Rev Group (NYSE:REVG) shares surged as much as 18% in pre-open Thursday after the manufacturer of specialty vehicles reported stronger-than-expected FQ2 results.
The company posted an FQ2 EPS of $0.35, $0.15 better than the analyst estimate of $0.20. Revenue for the quarter came in at $681.2 million versus the consensus estimate of $580.47M and up 18% year-over-year.
“Consolidated results reflect continued momentum that was demonstrated exiting the first quarter,” REV Group's president and CEO Mark Skonieczny said.

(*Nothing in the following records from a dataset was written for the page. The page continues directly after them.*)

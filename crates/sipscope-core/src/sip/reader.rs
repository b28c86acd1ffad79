use std::sync::OnceLock;

use regex::Regex;
use time::Time;

use super::layout;

macro_rules! pattern {
    ($name:ident, $source:expr) => {
        pub(crate) fn $name() -> &'static Regex {
            static RE: OnceLock<Regex> = OnceLock::new();
            RE.get_or_init(|| Regex::new($source).expect(concat!("valid ", stringify!($name))))
        }
    };
}

pattern!(timestamp_re, layout::TIMESTAMP_PATTERN);
pattern!(ipv4_re, layout::IPV4_PATTERN);
pattern!(sid_re, layout::SID_PATTERN);
pattern!(message_type_re, layout::MESSAGE_TYPE_PATTERN);
pattern!(status_line_re, layout::STATUS_LINE_PATTERN);
pattern!(ip_group_re, layout::IP_GROUP_PATTERN);
pattern!(termination_reason_re, layout::TERMINATION_REASON_PATTERN);

/// Tolerant, read-only view over one message block's text.
///
/// Every accessor returns `None` (or an empty iterator) when its pattern is
/// absent; nothing here errors.
///
/// # Examples
/// This helper is part of an internal module, so the example is marked as
/// text example.
/// ```text
/// use sipscope_core::sip::reader::BlockReader;
///
/// let reader = BlockReader::new("FROM: \"Al\" <sip:a@x>;tag=1");
/// assert_eq!(reader.header("FROM:"), Some("\"Al\" <sip:a@x>;tag=1"));
/// assert_eq!(reader.angle_header("FROM:"), Some("sip:a@x"));
/// ```
pub struct BlockReader<'a> {
    text: &'a str,
}

impl<'a> BlockReader<'a> {
    pub fn new(text: &'a str) -> Self {
        Self { text }
    }

    pub fn text(&self) -> &'a str {
        self.text
    }

    pub fn contains(&self, marker: &str) -> bool {
        self.text.contains(marker)
    }

    /// First capture group of `re`, if it matched.
    pub fn capture(&self, re: &Regex) -> Option<&'a str> {
        re.captures(self.text)
            .and_then(|caps| caps.get(1))
            .map(|m| m.as_str())
    }

    /// Whole text of the first match of `re`.
    pub fn find(&self, re: &Regex) -> Option<&'a str> {
        re.find(self.text).map(|m| m.as_str())
    }

    pub fn ipv4s(&self) -> impl Iterator<Item = &'a str> + 'a {
        let text = self.text;
        ipv4_re().find_iter(text).map(|m| m.as_str())
    }

    /// Non-empty values after each occurrence of a case-sensitive header
    /// label, up to end of line.
    fn header_values<'l>(&self, label: &'l str) -> impl Iterator<Item = &'a str> + use<'a, 'l> {
        let text = self.text;
        text.match_indices(label).filter_map(move |(idx, _)| {
            let rest = &text[idx + label.len()..];
            let line = rest.split(['\r', '\n']).next().unwrap_or("");
            let value = line.trim();
            (!value.is_empty()).then_some(value)
        })
    }

    /// First non-empty value of a header.
    pub fn header(&self, label: &str) -> Option<&'a str> {
        self.header_values(label).next()
    }

    /// The `<...>` portion of the first header value that carries one.
    pub fn angle_header(&self, label: &str) -> Option<&'a str> {
        self.header_values(label).find_map(angle_part)
    }
}

fn angle_part(value: &str) -> Option<&str> {
    let open = value.find('<')?;
    let inner = &value[open + 1..];
    let close = inner.find('>')?;
    let inner = inner[..close].trim();
    (!inner.is_empty()).then_some(inner)
}

/// Parse a leading `HH:MM:SS.mmm` into a time of day.
///
/// Returns `None` when the prefix is missing or out of range (e.g. `25:00`).
///
/// # Examples
/// This helper is part of an internal module, so the example is marked as
/// text example.
/// ```text
/// use sipscope_core::sip::reader::parse_timestamp;
///
/// let t = parse_timestamp("10:00:01.250 INVITE").unwrap();
/// assert_eq!(t.millisecond(), 250);
/// ```
pub fn parse_timestamp(text: &str) -> Option<Time> {
    let caps = timestamp_re().captures(text)?;
    let field = |i: usize| caps.get(i).and_then(|m| m.as_str().parse::<u16>().ok());
    Time::from_hms_milli(
        field(1)? as u8,
        field(2)? as u8,
        field(3)? as u8,
        field(4)?,
    )
    .ok()
}

/// Seconds elapsed from `start` to `end`, wrapping once past midnight.
pub fn elapsed_seconds(start: Time, end: Time) -> f64 {
    let secs = (end - start).as_seconds_f64();
    if secs < 0.0 { secs + 86_400.0 } else { secs }
}
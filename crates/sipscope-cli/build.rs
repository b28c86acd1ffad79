use std::env;
use std::process::Command;

use time::{OffsetDateTime, format_description::well_known::Rfc3339};

fn main() {
    println!("cargo:rerun-if-changed=build.rs");
    println!("cargo:rerun-if-env-changed=GITHUB_SHA");
    println!("cargo:rerun-if-env-changed=SOURCE_DATE_EPOCH");

    let commit = env::var("GITHUB_SHA")
        .ok()
        .filter(|v| !v.is_empty())
        .or_else(|| run_git(&["rev-parse", "HEAD"]))
        .map(|full| full.chars().take(7).collect::<String>())
        .unwrap_or_else(|| "unknown".to_string());

    let build_date = run_git(&["log", "-1", "--format=%cI"])
        .or_else(source_date)
        .unwrap_or_else(|| "unknown".to_string());

    println!("cargo:rustc-env=SIPSCOPE_BUILD_COMMIT={commit}");
    println!("cargo:rustc-env=SIPSCOPE_BUILD_DATE={build_date}");
}

fn run_git(args: &[&str]) -> Option<String> {
    let output = Command::new("git").args(args).output().ok()?;
    if !output.status.success() {
        return None;
    }
    let value = String::from_utf8_lossy(&output.stdout).trim().to_string();
    if value.is_empty() { None } else { Some(value) }
}

/// Reproducible-build timestamp, falling back to the current time.
fn source_date() -> Option<String> {
    let date = match env::var("SOURCE_DATE_EPOCH").ok().and_then(|v| v.parse::<i64>().ok()) {
        Some(epoch) => OffsetDateTime::from_unix_timestamp(epoch).ok()?,
        None => OffsetDateTime::now_utc(),
    };
    date.replace_nanosecond(0).ok()?.format(&Rfc3339).ok()
}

“Within the quarter, several businesses in the F&E and Commercial segments improved their operational consistency with increased starts and completions resulting in improved net sales. Despite a challenged industry environment, the Recreation segment delivered revenue and earnings growth sequentially and year-over-year. As a result, we have raised the full-year outlook for consolidated revenue and EBITDA. I am pleased with the progress we are making and appreciate the efforts of the local teams to deliver these results.”
The company’s full-year outlook sees sales of $2.5 billion, ahead of the consensus at $2.41B. REV Group previously expected FY sales of $2.4B. The adjusted EBITDA is seen in the range of $120M-$135M, above the prior forecast of $120M and the consensus of $121M.
REV also said its board approved a new buyback program of up to $175M.